• Dataset extract

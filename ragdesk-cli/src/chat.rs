//! Interactive chat REPL.
//!
//! Wraps a [`Conversation`] with line-oriented commands. Anything not
//! starting with `/` is sent as a chat turn.

#![allow(clippy::print_stdout)]

use std::io::{self, Write};
use std::sync::Arc;

use ragdesk::api::ApiClient;
use ragdesk::guardrail::{GuardrailIdentity, SelectionState, Transition, is_current_selection};
use ragdesk::session::{ChatMode, Conversation, Turn, TurnRole};
use ragdesk::util::truncate;
use tracing::warn;

const SOURCE_PREVIEW_CHARS: usize = 160;

const HELP: &str = "\
Commands:
  /mode model|kb|agent   switch chat target (starts a new session)
  /guardrails            list available guardrails
  /guardrail TOKEN       select a guardrail (id or id:version)
  /guardrail none        clear the selection
  /apply                 attach the selected guardrail to the agent
  /sources N             expand or collapse the sources of turn N
  /reset                 start a new session
  /stats                 show session counters
  /help                  show this help
  exit                   quit";

/// A parsed REPL line.
#[derive(Debug, Clone, PartialEq, Eq)]
pub enum ReplCommand {
    /// Send a chat turn.
    Message(String),
    /// Switch mode.
    Mode(ChatMode),
    /// Select (`Some`) or clear (`None`) a guardrail.
    Guardrail(Option<String>),
    /// List guardrails.
    Guardrails,
    /// Apply the selection.
    Apply,
    /// Toggle sources of a turn.
    Sources(usize),
    /// Reset the session.
    Reset,
    /// Show counters.
    Stats,
    /// Show help.
    Help,
    /// Quit.
    Exit,
}

/// Parse one input line.
///
/// # Errors
///
/// Returns a usage message for malformed commands.
pub fn parse_command(line: &str) -> Result<ReplCommand, String> {
    let line = line.trim();
    if matches!(line, "exit" | "quit" | "/exit" | "/quit") {
        return Ok(ReplCommand::Exit);
    }
    let Some(rest) = line.strip_prefix('/') else {
        return Ok(ReplCommand::Message(line.to_owned()));
    };
    let (name, arg) = rest
        .split_once(char::is_whitespace)
        .map_or((rest, ""), |(n, a)| (n, a.trim()));

    match name {
        "mode" => arg
            .parse::<ChatMode>()
            .map(ReplCommand::Mode)
            .map_err(|_| "usage: /mode model|kb|agent".to_owned()),
        "guardrail" => match arg {
            "" => Err("usage: /guardrail TOKEN | /guardrail none".to_owned()),
            "none" | "off" => Ok(ReplCommand::Guardrail(None)),
            token => Ok(ReplCommand::Guardrail(Some(token.to_owned()))),
        },
        "guardrails" => Ok(ReplCommand::Guardrails),
        "apply" => Ok(ReplCommand::Apply),
        "sources" => arg
            .parse()
            .map(ReplCommand::Sources)
            .map_err(|_| "usage: /sources N (turn number)".to_owned()),
        "reset" | "new" => Ok(ReplCommand::Reset),
        "stats" => Ok(ReplCommand::Stats),
        "help" | "?" => Ok(ReplCommand::Help),
        other => Err(format!("unknown command '/{other}', try /help")),
    }
}

/// Render a turn for the terminal. `index` is the number shown to the
/// user for `/sources`.
#[must_use]
pub fn render_turn(index: usize, turn: &Turn) -> String {
    let label = match turn.role {
        TurnRole::User => "you",
        TurnRole::Assistant => "assistant",
        TurnRole::System => "system",
        TurnRole::Error => "error",
    };
    let mut out = format!("[{index}] {label}: {}", turn.content);

    let sources = turn.source_count();
    if sources == 0 {
        return out;
    }
    if !turn.sources_expanded {
        out.push_str(&format!(
            "\n    ({sources} source{}, /sources {index} to expand)",
            if sources == 1 { "" } else { "s" }
        ));
        return out;
    }
    for (c, citation) in turn.citations.iter().enumerate() {
        out.push_str(&format!("\n    [{}] \"{}\"", c + 1, citation.text));
        for reference in &citation.references {
            let location = reference
                .location_label()
                .unwrap_or_else(|| "unknown source".to_owned());
            out.push_str(&format!(
                "\n        - {location}: {}",
                truncate(&reference.content, SOURCE_PREVIEW_CHARS)
            ));
        }
    }
    out
}

/// Render a guardrail listing, marking the selected token.
#[must_use]
pub fn render_listing(identities: &[GuardrailIdentity], selected: Option<&str>) -> String {
    if identities.is_empty() {
        return "No guardrails available.".to_owned();
    }
    let mut lines = Vec::new();
    for identity in identities {
        lines.push(format!("{} ({})", identity.name(), identity.id()));
        if identity.versions().is_empty() {
            lines.push("    (no version detail)".to_owned());
        }
        for version in identity.versions() {
            let label = version.version.to_string();
            let token = ragdesk::guardrail::encode_token(identity.id(), &label);
            let marker = if selected.is_some_and(|s| is_current_selection(s, identity.id(), &label)) {
                '*'
            } else {
                ' '
            };
            lines.push(format!("  {marker} {token:<32} {}", version.policy));
        }
    }
    lines.join("\n")
}

fn render_selection(state: &SelectionState, label: Option<String>) -> String {
    let label = label.unwrap_or_default();
    match state {
        SelectionState::Unselected => "No guardrail selected.".to_owned(),
        SelectionState::Selected(_) => format!("Selected: {label}"),
        SelectionState::Applying(_) => format!("Applying: {label}"),
        SelectionState::Applied(_) => format!("Applied: {label}"),
        SelectionState::ApplyFailed { error, .. } => format!("Apply failed for {label}: {error}"),
    }
}

/// The interactive chat loop.
pub struct ChatRepl {
    conversation: Conversation,
    client: Arc<ApiClient>,
}

impl std::fmt::Debug for ChatRepl {
    fn fmt(&self, f: &mut std::fmt::Formatter<'_>) -> std::fmt::Result {
        f.debug_struct("ChatRepl")
            .field("conversation", &self.conversation)
            .finish_non_exhaustive()
    }
}

impl ChatRepl {
    /// Create a REPL around a conversation. `client` refreshes the listing.
    #[must_use]
    pub const fn new(conversation: Conversation, client: Arc<ApiClient>) -> Self {
        Self {
            conversation,
            client,
        }
    }

    /// The wrapped conversation.
    #[must_use]
    pub const fn conversation(&self) -> &Conversation {
        &self.conversation
    }

    /// Reload the guardrail listing, keeping the cached one on failure.
    pub async fn refresh_listing(&mut self) {
        match self.client.list_guardrails().await {
            Ok(identities) => {
                if self.conversation.refresh_listing(identities) {
                    println!("The applied guardrail is no longer listed; re-apply to use it.");
                }
            }
            Err(e) => warn!(error = %e, "could not refresh guardrail listing"),
        }
    }

    /// Run until `exit` or end of input.
    ///
    /// # Errors
    ///
    /// Returns an error if stdin or stdout fail.
    pub async fn run(&mut self) -> io::Result<()> {
        println!(
            "Ragdesk chat | mode: {} | /help for commands, 'exit' to quit",
            self.conversation.mode()
        );
        self.print_transcript();

        let mut lines = StdinLines;
        loop {
            print!("> ");
            io::stdout().flush()?;
            let Some(line) = lines.next().transpose()? else {
                break;
            };
            if line.trim().is_empty() {
                continue;
            }
            match parse_command(&line) {
                Ok(ReplCommand::Exit) => break,
                Ok(command) => self.handle(command, &mut lines).await?,
                Err(usage) => println!("{usage}"),
            }
        }
        println!("{}", self.conversation.metrics());
        Ok(())
    }

    async fn handle(
        &mut self,
        command: ReplCommand,
        lines: &mut impl Iterator<Item = io::Result<String>>,
    ) -> io::Result<()> {
        match command {
            ReplCommand::Message(text) => {
                let before = self.conversation.transcript().turns().len();
                match self.conversation.submit_turn(&text).await {
                    Ok(_) => {
                        let turns = self.conversation.transcript().turns();
                        // Skip the echoed user turn.
                        for (i, turn) in turns.iter().enumerate().skip(before + 1) {
                            println!("{}", render_turn(i, turn));
                        }
                    }
                    Err(e) => println!("{e}"),
                }
            }
            ReplCommand::Mode(mode) => {
                let mut transition = self.conversation.switch_mode(mode, false);
                if transition == Transition::NeedsConfirmation
                    && confirm("Switching mode starts a new session.", lines)?
                {
                    transition = self.conversation.switch_mode(mode, true);
                }
                match transition {
                    Transition::Done => {
                        println!("Mode: {mode}");
                        self.print_transcript();
                    }
                    Transition::Ignored => println!("Already in {mode} mode."),
                    Transition::NeedsConfirmation => println!("Cancelled."),
                }
            }
            ReplCommand::Guardrail(token) => {
                if self.conversation.select_guardrail(token.as_deref()) == Transition::Ignored {
                    println!("An apply is in progress.");
                } else {
                    self.print_selection();
                }
            }
            ReplCommand::Guardrails => {
                self.refresh_listing().await;
                println!(
                    "{}",
                    render_listing(
                        self.conversation.listing(),
                        self.conversation.selection().token()
                    )
                );
            }
            ReplCommand::Apply => self.apply(lines).await?,
            ReplCommand::Sources(index) => match self.conversation.toggle_source_expansion(index) {
                Some(_) => {
                    let turn = &self.conversation.transcript().turns()[index];
                    println!("{}", render_turn(index, turn));
                }
                None => println!("Turn {index} has no sources."),
            },
            ReplCommand::Reset => {
                self.conversation.reset_session();
                self.print_transcript();
            }
            ReplCommand::Stats => println!("{}", self.conversation.metrics()),
            ReplCommand::Help => println!("{HELP}"),
            ReplCommand::Exit => {}
        }
        Ok(())
    }

    async fn apply(
        &mut self,
        lines: &mut impl Iterator<Item = io::Result<String>>,
    ) -> io::Result<()> {
        if self.conversation.selection().token().is_none() {
            println!("Select a guardrail first with /guardrail TOKEN.");
            return Ok(());
        }
        self.refresh_listing().await;

        let mut result = self.conversation.apply_selection(false).await;
        if matches!(result, Ok(Transition::NeedsConfirmation))
            && confirm("Applying a guardrail starts a new session.", lines)?
        {
            result = self.conversation.apply_selection(true).await;
        }
        match result {
            Ok(Transition::Done) => {
                self.print_selection();
                self.print_transcript();
            }
            Ok(Transition::NeedsConfirmation) => println!("Cancelled."),
            Ok(Transition::Ignored) => println!("Nothing to apply."),
            Err(e) => println!("{e}"),
        }
        Ok(())
    }

    fn print_selection(&self) {
        println!(
            "{}",
            render_selection(
                self.conversation.selection(),
                self.conversation.selection_label()
            )
        );
    }

    fn print_transcript(&self) {
        for (i, turn) in self.conversation.transcript().turns().iter().enumerate() {
            println!("{}", render_turn(i, turn));
        }
    }
}

/// Reads stdin one line at a time without holding its lock.
struct StdinLines;

impl Iterator for StdinLines {
    type Item = io::Result<String>;

    fn next(&mut self) -> Option<Self::Item> {
        let mut line = String::new();
        match io::stdin().read_line(&mut line) {
            Ok(0) => None,
            Ok(_) => Some(Ok(line.trim_end_matches(['\r', '\n']).to_owned())),
            Err(e) => Some(Err(e)),
        }
    }
}

fn confirm(
    question: &str,
    lines: &mut impl Iterator<Item = io::Result<String>>,
) -> io::Result<bool> {
    print!("{question} Continue? [y/N] ");
    io::stdout().flush()?;
    let answer = lines.next().transpose()?.unwrap_or_default();
    Ok(matches!(answer.trim(), "y" | "Y" | "yes"))
}

#[cfg(test)]
mod tests {
    use super::*;
    use ragdesk::guardrail::GuardrailRegistry;
    use ragdesk::session::{Citation, SourceReference};

    #[test]
    fn test_parse_command() {
        assert_eq!(parse_command("hello there"), Ok(ReplCommand::Message("hello there".into())));
        assert_eq!(parse_command("exit"), Ok(ReplCommand::Exit));
        assert_eq!(parse_command("/mode kb"), Ok(ReplCommand::Mode(ChatMode::KnowledgeBase)));
        assert_eq!(
            parse_command("/guardrail gr1:2"),
            Ok(ReplCommand::Guardrail(Some("gr1:2".into())))
        );
        assert_eq!(parse_command("/guardrail none"), Ok(ReplCommand::Guardrail(None)));
        assert_eq!(parse_command("/sources 3"), Ok(ReplCommand::Sources(3)));
        assert!(parse_command("/sources three").is_err());
        assert!(parse_command("/mode rag").is_err());
        assert!(parse_command("/guardrail").is_err());
        assert!(parse_command("/frobnicate").unwrap_err().contains("/frobnicate"));
    }

    #[test]
    fn test_render_turn_collapsed_and_expanded() {
        let mut turn = Turn::assistant(
            "Answer.",
            vec![Citation {
                text: "Answer".into(),
                span: None,
                references: vec![SourceReference {
                    content: "Source passage".into(),
                    location: Some(serde_json::json!({"webLocation": {"url": "https://docs.example.com"}})),
                    metadata: None,
                }],
            }],
        );
        let collapsed = render_turn(2, &turn);
        assert!(collapsed.starts_with("[2] assistant: Answer."));
        assert!(collapsed.contains("(1 source, /sources 2 to expand)"));

        turn.sources_expanded = true;
        let expanded = render_turn(2, &turn);
        assert!(expanded.contains("https://docs.example.com: Source passage"));

        assert_eq!(render_turn(0, &Turn::system("Hi")), "[0] system: Hi");
    }

    #[test]
    fn test_render_listing_marks_selection() {
        let mut registry = GuardrailRegistry::with_presets("dev").unwrap();
        registry.publish("dev-full").unwrap();
        let out = render_listing(registry.list_identities(), Some("dev-full:1"));
        let marked: Vec<_> = out.lines().filter(|l| l.trim_start().starts_with('*')).collect();
        assert_eq!(marked.len(), 1);
        assert!(marked[0].contains("dev-full:1"));
        assert_eq!(render_listing(&[], None), "No guardrails available.");
    }
}
//! The answering-service seam used by the conversation controller.

use async_trait::async_trait;

use crate::error::Result;
use crate::guardrail::GuardrailRef;

use super::transcript::{ChatMode, Citation, TurnRole};

/// A prior message forwarded as conversation history.
#[derive(Debug, Clone, PartialEq, Eq)]
pub struct HistoryMessage {
    /// `User` or `Assistant`.
    pub role: TurnRole,
    /// Message text.
    pub content: String,
}

/// One turn to send to the answering service.
#[derive(Debug, Clone, PartialEq, Eq)]
pub struct TurnRequest {
    /// Which service answers.
    pub mode: ChatMode,
    /// The user's message.
    pub content: String,
    /// Earlier dialogue, oldest first. Only the model path uses it.
    pub history: Vec<HistoryMessage>,
    /// Session id from a previous reply.
    pub session_id: Option<String>,
    /// Guardrail the service should enforce, if any.
    pub guardrail: Option<GuardrailRef>,
}

/// A decoded reply.
#[derive(Debug, Clone, Default, PartialEq)]
pub struct TurnReply {
    /// Session id issued by the service, if it sent one.
    pub session_id: Option<String>,
    /// Answer text.
    pub answer: String,
    /// Supporting citations.
    pub citations: Vec<Citation>,
}

/// Something that answers chat turns.
#[async_trait]
pub trait ChatBackend: Send + Sync {
    /// Send one turn and wait for the reply.
    async fn submit(&self, request: &TurnRequest) -> Result<TurnReply>;
}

• Your assignment
Beginning at the first line of the records, give again each line exactly as written, ending with the line that contains "to the agent".

• Answer section
filename ragdesk-cli/src/chat.rs
//! Interactive chat REPL.
//!
//! Wraps a [`Conversation`] with line-oriented commands. Anything not
//! starting with `/` is sent as a chat turn.

#![allow(clippy::print_stdout)]

use std::io::{self, Write};
use std::sync::Arc;

use ragdesk::api::ApiClient;
use ragdesk::guardrail::{GuardrailIdentity, SelectionState, Transition, is_current_selection};
use ragdesk::session::{ChatMode, Conversation, Turn, TurnRole};
use ragdesk::util::truncate;
use tracing::warn;

const SOURCE_PREVIEW_CHARS: usize = 160;

const HELP: &str = "\
Commands:
  /mode model|kb|agent   switch chat target (starts a new session)
  /guardrails            list available guardrails
  /guardrail TOKEN       select a guardrail (id or id:version)
  /guardrail none        clear the selection
  /apply                 attach the selected guardrail to the agent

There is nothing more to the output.